*** Opening of GIVEN DATA ***

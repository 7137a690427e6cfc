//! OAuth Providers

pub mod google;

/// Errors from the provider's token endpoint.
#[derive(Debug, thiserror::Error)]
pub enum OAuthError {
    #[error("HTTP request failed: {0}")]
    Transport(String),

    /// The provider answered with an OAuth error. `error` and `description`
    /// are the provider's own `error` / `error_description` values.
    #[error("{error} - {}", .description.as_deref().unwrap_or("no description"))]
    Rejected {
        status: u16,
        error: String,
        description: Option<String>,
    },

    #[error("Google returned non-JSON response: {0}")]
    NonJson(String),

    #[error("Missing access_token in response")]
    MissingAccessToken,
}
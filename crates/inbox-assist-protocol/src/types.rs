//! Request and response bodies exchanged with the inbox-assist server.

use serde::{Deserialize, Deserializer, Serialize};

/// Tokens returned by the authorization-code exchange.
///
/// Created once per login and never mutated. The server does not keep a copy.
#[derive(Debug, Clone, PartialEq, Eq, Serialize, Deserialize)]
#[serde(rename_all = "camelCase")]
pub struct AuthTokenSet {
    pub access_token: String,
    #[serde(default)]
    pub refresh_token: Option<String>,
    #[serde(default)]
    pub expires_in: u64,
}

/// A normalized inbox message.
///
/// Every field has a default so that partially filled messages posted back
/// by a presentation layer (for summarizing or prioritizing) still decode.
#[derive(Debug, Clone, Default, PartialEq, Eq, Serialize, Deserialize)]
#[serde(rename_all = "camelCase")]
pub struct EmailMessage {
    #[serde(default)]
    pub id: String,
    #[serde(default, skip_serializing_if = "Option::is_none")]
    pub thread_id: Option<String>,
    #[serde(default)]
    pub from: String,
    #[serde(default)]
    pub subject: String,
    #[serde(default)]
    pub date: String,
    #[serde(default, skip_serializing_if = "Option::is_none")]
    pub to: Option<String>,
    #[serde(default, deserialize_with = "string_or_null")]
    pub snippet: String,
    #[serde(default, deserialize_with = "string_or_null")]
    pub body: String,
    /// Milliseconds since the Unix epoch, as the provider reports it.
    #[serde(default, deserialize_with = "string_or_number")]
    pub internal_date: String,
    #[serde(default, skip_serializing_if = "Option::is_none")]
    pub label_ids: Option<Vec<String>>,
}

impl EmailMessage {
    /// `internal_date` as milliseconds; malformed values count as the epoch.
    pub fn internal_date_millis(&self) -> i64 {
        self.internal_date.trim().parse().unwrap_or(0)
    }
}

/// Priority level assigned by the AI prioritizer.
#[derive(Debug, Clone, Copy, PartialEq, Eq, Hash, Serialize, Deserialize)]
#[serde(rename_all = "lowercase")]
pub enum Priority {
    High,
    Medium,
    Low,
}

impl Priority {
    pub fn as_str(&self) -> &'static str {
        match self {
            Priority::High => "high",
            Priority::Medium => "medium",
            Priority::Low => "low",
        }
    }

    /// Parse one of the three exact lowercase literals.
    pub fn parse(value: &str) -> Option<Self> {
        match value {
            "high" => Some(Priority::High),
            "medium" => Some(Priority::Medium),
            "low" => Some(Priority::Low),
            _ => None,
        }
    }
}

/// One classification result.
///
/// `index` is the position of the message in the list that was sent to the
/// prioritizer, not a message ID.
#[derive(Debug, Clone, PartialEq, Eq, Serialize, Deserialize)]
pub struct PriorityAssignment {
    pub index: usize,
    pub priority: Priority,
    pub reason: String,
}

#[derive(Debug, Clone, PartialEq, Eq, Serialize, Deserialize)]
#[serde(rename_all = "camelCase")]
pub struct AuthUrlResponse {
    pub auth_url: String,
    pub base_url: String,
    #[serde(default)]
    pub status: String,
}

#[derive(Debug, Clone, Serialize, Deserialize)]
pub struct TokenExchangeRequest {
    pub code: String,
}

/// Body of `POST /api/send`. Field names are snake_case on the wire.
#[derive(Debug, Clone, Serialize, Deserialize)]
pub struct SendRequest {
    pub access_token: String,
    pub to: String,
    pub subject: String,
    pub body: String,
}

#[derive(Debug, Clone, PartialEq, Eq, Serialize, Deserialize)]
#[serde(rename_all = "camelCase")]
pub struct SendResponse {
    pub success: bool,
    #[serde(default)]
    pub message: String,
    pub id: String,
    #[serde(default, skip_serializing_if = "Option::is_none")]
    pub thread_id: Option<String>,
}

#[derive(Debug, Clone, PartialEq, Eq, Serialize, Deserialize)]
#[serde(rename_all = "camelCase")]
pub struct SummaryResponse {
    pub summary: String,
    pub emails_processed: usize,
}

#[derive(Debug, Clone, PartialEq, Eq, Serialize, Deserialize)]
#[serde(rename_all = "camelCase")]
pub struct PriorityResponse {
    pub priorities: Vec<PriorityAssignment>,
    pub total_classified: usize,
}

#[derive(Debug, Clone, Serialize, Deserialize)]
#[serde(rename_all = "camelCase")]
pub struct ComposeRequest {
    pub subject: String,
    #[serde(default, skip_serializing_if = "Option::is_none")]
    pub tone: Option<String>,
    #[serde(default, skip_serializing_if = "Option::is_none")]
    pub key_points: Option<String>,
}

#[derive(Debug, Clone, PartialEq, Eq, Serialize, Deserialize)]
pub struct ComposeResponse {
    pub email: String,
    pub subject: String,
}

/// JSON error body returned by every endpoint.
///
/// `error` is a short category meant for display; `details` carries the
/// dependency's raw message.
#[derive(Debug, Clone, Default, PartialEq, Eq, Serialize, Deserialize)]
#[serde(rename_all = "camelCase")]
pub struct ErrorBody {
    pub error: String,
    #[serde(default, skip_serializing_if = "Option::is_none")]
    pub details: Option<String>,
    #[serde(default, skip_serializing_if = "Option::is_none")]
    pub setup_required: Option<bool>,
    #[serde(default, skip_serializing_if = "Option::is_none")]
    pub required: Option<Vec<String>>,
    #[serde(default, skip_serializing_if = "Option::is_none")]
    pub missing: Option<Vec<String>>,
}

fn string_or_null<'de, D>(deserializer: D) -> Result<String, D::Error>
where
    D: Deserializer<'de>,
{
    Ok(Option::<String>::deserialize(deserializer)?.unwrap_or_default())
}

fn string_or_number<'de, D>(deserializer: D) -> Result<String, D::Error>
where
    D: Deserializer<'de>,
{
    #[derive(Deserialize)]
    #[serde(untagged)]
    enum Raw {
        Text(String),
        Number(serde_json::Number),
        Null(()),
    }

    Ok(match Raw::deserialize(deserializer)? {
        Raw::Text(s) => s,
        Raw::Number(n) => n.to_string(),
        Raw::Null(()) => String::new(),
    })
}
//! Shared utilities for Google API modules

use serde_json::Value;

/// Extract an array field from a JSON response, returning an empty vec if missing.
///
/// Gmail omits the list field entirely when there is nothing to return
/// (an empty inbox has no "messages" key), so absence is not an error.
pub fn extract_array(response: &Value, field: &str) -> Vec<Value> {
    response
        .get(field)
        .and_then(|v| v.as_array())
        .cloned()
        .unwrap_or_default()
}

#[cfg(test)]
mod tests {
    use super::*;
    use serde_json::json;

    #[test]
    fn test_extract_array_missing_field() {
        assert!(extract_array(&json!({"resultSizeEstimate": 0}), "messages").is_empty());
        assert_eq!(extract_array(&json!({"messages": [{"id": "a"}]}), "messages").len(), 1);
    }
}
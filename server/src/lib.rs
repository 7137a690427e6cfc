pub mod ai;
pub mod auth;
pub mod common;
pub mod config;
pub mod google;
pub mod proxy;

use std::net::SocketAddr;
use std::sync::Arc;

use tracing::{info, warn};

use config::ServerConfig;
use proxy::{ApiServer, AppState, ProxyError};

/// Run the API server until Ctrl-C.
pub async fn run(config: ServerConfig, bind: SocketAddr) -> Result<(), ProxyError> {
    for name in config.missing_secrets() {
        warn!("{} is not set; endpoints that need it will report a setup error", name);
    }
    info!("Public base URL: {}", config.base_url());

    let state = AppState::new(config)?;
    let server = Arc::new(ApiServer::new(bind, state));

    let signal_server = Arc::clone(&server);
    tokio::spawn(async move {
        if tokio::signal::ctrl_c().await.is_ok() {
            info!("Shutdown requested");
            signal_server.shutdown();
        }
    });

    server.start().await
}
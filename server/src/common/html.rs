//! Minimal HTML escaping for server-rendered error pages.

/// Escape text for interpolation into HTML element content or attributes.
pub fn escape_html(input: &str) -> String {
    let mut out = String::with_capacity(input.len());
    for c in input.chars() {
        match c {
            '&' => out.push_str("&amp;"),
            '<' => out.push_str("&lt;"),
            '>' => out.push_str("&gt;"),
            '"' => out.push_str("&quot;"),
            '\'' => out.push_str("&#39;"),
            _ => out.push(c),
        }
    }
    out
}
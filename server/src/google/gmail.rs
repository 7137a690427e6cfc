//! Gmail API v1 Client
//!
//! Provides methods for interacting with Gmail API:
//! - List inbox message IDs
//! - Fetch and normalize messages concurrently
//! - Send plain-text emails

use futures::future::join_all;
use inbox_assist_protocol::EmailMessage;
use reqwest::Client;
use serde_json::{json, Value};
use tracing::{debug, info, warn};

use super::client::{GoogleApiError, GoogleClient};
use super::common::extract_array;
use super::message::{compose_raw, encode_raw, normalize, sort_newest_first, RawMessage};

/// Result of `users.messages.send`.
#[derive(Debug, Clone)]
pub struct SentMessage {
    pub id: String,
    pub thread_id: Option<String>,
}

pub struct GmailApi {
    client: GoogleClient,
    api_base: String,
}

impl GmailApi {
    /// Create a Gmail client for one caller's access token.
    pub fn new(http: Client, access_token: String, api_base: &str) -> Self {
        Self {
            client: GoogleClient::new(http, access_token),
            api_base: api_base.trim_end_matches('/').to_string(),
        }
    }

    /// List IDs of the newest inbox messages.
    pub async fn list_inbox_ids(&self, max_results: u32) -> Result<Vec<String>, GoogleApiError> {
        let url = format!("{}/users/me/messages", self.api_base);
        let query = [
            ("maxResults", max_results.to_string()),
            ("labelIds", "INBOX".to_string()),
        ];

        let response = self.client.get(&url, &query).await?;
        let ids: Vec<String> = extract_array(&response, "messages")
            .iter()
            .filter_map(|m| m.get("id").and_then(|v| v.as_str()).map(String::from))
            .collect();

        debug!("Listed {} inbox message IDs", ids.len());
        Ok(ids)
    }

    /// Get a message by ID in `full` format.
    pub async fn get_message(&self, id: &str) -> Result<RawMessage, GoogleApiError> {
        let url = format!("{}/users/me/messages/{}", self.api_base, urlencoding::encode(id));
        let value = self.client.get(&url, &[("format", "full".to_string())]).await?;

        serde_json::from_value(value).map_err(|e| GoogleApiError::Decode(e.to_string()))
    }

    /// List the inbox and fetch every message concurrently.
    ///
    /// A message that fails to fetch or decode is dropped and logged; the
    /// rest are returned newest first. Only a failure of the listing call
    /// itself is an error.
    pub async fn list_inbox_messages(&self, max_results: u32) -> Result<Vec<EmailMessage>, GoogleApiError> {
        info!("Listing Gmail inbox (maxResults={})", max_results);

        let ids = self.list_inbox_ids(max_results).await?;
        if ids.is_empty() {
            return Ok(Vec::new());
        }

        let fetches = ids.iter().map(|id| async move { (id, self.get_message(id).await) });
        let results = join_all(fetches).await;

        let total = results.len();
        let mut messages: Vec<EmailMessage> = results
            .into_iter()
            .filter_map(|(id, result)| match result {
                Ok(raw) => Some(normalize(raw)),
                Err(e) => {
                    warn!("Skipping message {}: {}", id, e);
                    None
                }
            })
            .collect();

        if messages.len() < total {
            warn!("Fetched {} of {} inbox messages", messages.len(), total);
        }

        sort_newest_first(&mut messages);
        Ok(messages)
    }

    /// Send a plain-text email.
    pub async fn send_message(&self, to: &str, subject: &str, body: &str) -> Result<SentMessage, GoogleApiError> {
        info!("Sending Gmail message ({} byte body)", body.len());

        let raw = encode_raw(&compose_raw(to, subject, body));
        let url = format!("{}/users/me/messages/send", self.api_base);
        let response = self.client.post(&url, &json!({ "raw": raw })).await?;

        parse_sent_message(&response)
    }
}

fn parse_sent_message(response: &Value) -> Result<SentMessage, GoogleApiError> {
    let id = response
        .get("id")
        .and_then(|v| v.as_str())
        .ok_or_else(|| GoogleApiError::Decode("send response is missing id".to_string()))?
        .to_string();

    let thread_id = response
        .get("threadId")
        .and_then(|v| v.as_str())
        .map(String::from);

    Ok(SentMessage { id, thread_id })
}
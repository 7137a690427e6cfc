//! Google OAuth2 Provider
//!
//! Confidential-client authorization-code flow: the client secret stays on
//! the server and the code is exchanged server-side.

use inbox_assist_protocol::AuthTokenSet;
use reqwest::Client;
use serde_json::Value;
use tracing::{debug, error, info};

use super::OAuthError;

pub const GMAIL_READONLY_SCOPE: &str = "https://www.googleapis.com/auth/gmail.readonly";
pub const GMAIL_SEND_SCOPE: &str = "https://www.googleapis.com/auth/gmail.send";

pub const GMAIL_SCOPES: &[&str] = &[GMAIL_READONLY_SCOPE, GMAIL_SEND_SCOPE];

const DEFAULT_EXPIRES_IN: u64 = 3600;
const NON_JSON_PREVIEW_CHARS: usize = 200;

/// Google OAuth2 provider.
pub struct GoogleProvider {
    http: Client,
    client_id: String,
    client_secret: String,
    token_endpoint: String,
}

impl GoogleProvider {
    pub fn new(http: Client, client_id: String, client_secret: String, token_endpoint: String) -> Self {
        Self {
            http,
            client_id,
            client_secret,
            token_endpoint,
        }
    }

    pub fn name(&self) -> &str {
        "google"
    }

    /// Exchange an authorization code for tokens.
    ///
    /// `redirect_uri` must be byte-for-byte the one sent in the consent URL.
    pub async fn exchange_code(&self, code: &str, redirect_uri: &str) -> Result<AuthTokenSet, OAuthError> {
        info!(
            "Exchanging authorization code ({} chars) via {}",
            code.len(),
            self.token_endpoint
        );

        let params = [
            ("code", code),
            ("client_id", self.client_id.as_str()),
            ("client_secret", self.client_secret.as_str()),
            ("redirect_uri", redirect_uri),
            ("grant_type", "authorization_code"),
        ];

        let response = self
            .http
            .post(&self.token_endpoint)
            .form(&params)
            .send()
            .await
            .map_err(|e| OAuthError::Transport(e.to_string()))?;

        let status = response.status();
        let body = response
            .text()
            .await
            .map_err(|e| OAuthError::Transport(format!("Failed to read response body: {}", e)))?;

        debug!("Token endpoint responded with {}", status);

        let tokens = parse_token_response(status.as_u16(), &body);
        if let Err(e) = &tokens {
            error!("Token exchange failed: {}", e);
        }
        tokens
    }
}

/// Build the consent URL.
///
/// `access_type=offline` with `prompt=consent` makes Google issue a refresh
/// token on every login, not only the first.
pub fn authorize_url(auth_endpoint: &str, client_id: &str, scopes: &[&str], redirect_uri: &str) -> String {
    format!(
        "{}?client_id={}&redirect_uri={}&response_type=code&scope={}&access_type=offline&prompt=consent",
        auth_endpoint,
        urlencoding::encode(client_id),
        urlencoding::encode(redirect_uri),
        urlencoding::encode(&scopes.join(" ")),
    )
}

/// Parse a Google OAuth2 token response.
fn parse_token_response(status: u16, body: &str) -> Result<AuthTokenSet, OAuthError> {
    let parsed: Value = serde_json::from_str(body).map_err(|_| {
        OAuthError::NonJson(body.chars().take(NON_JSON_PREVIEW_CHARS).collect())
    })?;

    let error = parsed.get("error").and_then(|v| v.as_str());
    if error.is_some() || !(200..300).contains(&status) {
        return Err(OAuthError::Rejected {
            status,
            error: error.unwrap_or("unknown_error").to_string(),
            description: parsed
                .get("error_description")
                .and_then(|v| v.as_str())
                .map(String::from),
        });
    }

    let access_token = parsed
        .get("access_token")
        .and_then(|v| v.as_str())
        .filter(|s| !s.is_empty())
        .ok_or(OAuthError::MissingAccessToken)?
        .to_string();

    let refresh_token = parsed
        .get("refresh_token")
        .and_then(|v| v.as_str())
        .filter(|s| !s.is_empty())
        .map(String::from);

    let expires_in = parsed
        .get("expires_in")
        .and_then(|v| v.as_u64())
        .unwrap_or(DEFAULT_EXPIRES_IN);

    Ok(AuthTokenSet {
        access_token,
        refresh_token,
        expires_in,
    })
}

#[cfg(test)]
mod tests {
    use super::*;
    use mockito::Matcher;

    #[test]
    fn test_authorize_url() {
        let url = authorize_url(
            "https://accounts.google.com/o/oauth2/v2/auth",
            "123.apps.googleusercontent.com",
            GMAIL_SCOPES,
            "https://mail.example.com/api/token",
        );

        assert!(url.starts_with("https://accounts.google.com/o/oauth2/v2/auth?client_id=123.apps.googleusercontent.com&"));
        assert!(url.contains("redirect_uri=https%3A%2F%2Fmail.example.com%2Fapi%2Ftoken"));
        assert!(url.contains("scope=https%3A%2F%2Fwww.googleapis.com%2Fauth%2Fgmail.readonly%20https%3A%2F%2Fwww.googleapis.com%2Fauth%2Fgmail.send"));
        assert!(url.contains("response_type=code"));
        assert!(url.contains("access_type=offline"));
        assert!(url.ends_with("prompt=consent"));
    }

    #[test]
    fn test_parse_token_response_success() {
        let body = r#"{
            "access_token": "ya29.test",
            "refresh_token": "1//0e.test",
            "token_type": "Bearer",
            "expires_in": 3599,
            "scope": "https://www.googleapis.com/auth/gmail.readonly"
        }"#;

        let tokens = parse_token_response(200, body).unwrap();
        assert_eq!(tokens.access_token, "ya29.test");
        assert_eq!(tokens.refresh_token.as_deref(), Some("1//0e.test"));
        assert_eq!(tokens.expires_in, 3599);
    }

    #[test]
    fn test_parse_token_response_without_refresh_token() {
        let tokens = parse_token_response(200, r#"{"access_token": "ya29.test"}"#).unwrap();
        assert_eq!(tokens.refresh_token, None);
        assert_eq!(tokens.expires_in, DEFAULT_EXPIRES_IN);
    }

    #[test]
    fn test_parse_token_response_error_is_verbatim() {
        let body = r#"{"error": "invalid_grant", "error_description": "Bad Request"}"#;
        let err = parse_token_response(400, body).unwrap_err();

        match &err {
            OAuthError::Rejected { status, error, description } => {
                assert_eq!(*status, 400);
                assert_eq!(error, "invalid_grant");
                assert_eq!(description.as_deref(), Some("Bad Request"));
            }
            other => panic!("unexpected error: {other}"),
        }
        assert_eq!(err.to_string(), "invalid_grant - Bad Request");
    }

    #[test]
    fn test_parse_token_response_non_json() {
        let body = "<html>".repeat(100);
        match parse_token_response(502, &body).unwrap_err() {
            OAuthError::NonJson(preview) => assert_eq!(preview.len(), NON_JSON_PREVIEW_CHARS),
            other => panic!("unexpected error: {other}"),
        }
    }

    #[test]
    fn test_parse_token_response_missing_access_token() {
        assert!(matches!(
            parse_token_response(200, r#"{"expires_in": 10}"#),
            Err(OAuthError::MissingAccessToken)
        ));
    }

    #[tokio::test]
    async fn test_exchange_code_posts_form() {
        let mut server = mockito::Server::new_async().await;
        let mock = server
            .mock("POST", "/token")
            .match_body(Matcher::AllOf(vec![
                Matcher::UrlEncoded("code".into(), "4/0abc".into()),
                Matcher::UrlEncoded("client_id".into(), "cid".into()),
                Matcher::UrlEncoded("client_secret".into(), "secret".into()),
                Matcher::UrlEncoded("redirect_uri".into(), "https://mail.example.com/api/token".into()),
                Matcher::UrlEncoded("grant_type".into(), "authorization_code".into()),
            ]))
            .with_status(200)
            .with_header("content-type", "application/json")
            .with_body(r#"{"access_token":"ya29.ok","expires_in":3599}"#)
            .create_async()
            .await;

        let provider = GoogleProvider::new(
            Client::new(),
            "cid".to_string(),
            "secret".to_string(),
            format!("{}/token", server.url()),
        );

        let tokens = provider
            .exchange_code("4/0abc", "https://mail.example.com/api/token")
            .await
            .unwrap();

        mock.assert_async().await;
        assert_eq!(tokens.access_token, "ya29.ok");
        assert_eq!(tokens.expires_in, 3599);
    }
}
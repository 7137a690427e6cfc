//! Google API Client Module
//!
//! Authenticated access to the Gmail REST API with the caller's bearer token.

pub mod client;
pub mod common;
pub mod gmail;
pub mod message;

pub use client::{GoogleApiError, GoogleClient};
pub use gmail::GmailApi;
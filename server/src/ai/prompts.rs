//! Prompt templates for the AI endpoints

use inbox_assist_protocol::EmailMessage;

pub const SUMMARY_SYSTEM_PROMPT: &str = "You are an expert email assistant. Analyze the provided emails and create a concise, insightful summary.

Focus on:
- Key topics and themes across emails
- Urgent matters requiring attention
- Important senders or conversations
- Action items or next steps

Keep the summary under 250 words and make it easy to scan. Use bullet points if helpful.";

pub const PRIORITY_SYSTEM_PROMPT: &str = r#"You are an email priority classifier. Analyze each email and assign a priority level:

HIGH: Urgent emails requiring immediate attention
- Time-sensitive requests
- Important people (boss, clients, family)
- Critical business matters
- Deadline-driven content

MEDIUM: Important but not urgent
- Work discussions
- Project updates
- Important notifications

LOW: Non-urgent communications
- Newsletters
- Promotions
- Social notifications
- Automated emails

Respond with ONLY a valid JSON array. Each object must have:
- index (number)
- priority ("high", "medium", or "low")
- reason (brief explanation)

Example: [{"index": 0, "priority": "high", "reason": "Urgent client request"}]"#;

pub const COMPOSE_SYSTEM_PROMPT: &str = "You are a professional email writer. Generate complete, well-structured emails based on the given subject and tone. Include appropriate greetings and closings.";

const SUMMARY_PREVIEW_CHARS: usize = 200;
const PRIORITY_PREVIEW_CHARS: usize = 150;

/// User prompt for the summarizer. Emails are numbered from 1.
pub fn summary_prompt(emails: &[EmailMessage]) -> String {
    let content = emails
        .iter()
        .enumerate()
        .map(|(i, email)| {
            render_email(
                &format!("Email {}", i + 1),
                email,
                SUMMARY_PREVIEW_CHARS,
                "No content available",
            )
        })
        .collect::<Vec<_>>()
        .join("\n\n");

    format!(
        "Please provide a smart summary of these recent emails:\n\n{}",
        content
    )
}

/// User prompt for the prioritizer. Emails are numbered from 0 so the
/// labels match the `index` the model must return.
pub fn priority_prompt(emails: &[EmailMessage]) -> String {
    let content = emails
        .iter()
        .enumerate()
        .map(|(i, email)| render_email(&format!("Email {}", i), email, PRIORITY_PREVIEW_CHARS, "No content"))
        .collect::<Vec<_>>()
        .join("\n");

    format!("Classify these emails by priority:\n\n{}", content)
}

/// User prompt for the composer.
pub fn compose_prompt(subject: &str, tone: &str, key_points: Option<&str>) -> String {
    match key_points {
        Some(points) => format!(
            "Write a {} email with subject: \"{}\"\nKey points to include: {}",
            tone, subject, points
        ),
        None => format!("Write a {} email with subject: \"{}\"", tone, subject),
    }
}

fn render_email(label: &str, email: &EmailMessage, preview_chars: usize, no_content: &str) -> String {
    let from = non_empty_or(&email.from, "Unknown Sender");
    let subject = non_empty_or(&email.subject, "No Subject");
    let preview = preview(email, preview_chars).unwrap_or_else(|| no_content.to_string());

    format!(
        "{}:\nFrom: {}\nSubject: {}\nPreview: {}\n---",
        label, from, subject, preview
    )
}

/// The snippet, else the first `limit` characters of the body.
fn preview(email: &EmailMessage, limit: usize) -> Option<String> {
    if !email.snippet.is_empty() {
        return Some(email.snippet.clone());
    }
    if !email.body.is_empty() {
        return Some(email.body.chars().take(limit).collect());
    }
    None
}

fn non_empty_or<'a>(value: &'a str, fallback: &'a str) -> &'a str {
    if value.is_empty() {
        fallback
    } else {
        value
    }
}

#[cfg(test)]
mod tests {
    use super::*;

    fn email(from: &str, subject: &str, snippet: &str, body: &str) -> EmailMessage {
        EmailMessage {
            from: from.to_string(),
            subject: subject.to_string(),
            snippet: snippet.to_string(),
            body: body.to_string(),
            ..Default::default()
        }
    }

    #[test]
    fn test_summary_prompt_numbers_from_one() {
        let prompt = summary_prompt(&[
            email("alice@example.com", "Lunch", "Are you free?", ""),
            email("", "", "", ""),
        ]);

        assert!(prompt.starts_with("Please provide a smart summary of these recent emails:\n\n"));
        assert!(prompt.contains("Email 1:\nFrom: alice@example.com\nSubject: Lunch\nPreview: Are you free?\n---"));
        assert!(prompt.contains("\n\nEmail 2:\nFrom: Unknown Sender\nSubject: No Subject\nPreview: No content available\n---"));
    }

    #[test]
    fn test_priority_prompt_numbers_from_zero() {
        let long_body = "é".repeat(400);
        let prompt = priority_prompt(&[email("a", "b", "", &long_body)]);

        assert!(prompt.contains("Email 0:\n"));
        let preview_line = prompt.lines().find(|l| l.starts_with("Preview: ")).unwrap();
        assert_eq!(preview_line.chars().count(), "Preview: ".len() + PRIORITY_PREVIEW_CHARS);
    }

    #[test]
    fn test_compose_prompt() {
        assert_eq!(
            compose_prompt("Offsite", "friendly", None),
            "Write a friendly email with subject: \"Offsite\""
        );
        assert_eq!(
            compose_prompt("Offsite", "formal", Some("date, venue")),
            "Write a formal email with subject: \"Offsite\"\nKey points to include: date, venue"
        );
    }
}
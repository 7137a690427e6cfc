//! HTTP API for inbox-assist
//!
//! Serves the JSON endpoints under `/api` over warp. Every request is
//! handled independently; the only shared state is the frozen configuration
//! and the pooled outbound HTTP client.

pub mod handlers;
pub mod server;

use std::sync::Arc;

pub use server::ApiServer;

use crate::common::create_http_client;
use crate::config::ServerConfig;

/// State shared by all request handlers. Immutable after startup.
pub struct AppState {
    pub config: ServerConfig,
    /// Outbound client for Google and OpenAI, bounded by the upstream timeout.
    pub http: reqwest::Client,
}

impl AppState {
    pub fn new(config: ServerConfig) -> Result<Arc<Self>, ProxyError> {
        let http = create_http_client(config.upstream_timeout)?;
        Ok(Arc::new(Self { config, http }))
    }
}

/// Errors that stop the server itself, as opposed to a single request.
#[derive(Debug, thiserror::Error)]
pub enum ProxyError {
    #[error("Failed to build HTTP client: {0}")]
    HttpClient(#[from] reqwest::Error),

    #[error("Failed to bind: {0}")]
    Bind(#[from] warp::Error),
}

*** Close of GIVEN DATA ***

* [WORK REQUIRED]
Begin at the first line of the entries above and copy every line exactly, ending with the line that contains "messages posted back".

* [PROBLEM SOLUTION]
repository 7137a690427e6cfc
//! OAuth Providers

pub mod google;

/// Errors from the provider's token endpoint.
#[derive(Debug, thiserror::Error)]
pub enum OAuthError {
    #[error("HTTP request failed: {0}")]
    Transport(String),

    /// The provider answered with an OAuth error. `error` and `description`
    /// are the provider's own `error` / `error_description` values.
    #[error("{error} - {}", .description.as_deref().unwrap_or("no description"))]
    Rejected {
        status: u16,
        error: String,
        description: Option<String>,
    },

    #[error("Google returned non-JSON response: {0}")]
    NonJson(String),

    #[error("Missing access_token in response")]
    MissingAccessToken,
}
filename crates/inbox-assist-protocol/src/types.rs
//! Request and response bodies exchanged with the inbox-assist server.

use serde::{Deserialize, Deserializer, Serialize};

/// Tokens returned by the authorization-code exchange.
///
/// Created once per login and never mutated. The server does not keep a copy.
#[derive(Debug, Clone, PartialEq, Eq, Serialize, Deserialize)]
#[serde(rename_all = "camelCase")]
pub struct AuthTokenSet {
    pub access_token: String,
    #[serde(default)]
    pub refresh_token: Option<String>,
    #[serde(default)]
    pub expires_in: u64,
}

/// A normalized inbox message.
///
/// Every field has a default so that partially filled messages posted back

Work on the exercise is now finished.